§ TASK TO CARRY OUT: Tally the lines of the listing that contain the word "FrameState", then give the total and nothing else.

§ SOURCE MATERIAL:
use std::sync::Arc;
use tumble_common::{BufferSize, SceneConfig, TumbleError};
use tumble_render::FrameState;
use tumble_render_wgpu::{GpuContext, TumbleRenderer};
use winit::window::Window;

/// Surface, device and renderer for one window.
pub struct Gfx {
    surface: wgpu::Surface<'static>,
    config: wgpu::SurfaceConfiguration,
    gpu: GpuContext,
    renderer: TumbleRenderer,
}

impl Gfx {
    pub async fn new(
        window: Arc<Window>,
        scene: &SceneConfig,
        size: BufferSize,
    ) -> Result<Self, TumbleError> {
        let instance = wgpu::Instance::new(&wgpu::InstanceDescriptor {
            backends: wgpu::Backends::all(),
            ..Default::default()
        });

        let surface = instance
            .create_surface(window)
            .map_err(|e| TumbleError::SurfaceCreation(e.to_string()))?;

        let adapter = instance
            .request_adapter(&wgpu::RequestAdapterOptions {
                power_preference: wgpu::PowerPreference::HighPerformance,
                compatible_surface: Some(&surface),
                force_fallback_adapter: false,
            })
            .await
            .ok_or(TumbleError::NoAdapter)?;

        #[cfg(target_arch = "wasm32")]
        let required_limits =
            wgpu::Limits::downlevel_webgl2_defaults().using_resolution(adapter.limits());
        #[cfg(not(target_arch = "wasm32"))]
        let required_limits = wgpu::Limits::default().using_resolution(adapter.limits());

        let (device, queue) = adapter
            .request_device(
                &wgpu::DeviceDescriptor {
                    label: Some("tumble_device"),
                    required_features: wgpu::Features::empty(),
                    required_limits,
                    memory_hints: Default::default(),
                },
                None,
            )
            .await
            .map_err(|e| TumbleError::DeviceRequest(e.to_string()))?;

        let caps = surface.get_capabilities(&adapter);
        let format = caps
            .formats
            .iter()
            .find(|f| f.is_srgb())
            .or_else(|| caps.formats.first())
            .copied()
            .ok_or_else(|| TumbleError::SurfaceCreation("no supported surface format".into()))?;

        let gpu = GpuContext {
            device,
            queue,
            surface_format: format,
        };
        let renderer = TumbleRenderer::new(&gpu, scene, size);
        let size = renderer.size();

        let config = wgpu::SurfaceConfiguration {
            usage: wgpu::TextureUsages::RENDER_ATTACHMENT,
            format,
            width: size.width,
            height: size.height,
            present_mode: wgpu::PresentMode::AutoVsync,
            alpha_mode: caps
                .alpha_modes
                .first()
                .copied()
                .unwrap_or(wgpu::CompositeAlphaMode::Auto),
            view_formats: vec![],
            desired_maximum_frame_latency: 2,
        };
        surface.configure(&gpu.device, &config);

        tracing::info!(
            backend = adapter.get_info().backend.to_str(),
            ?format,
            "GPU initialized"
        );

        Ok(Self {
            surface,
            config,
            gpu,
            renderer,
        })
    }

    /// Resize the drawing buffer. The surface follows the renderer's clamped size.
    pub fn resize(&mut self, size: BufferSize) {
        self.renderer.resize(&self.gpu, size);
        let size = self.renderer.size();
        if size.width == self.config.width && size.height == self.config.height {
            return;
        }
        self.config.width = size.width;
        self.config.height = size.height;
        self.reconfigure();
    }

    pub fn reconfigure(&self) {
        self.surface.configure(&self.gpu.device, &self.config);
    }

    pub fn render(&mut self, frame: &FrameState) -> Result<(), wgpu::SurfaceError> {
        let output = self.surface.get_current_texture()?;
        let view = output
            .texture
            .create_view(&wgpu::TextureViewDescriptor::default());
        self.renderer.render(&self.gpu, &view, frame);
        output.present();
        Ok(())
    }
}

§ TASK ANSWER: 2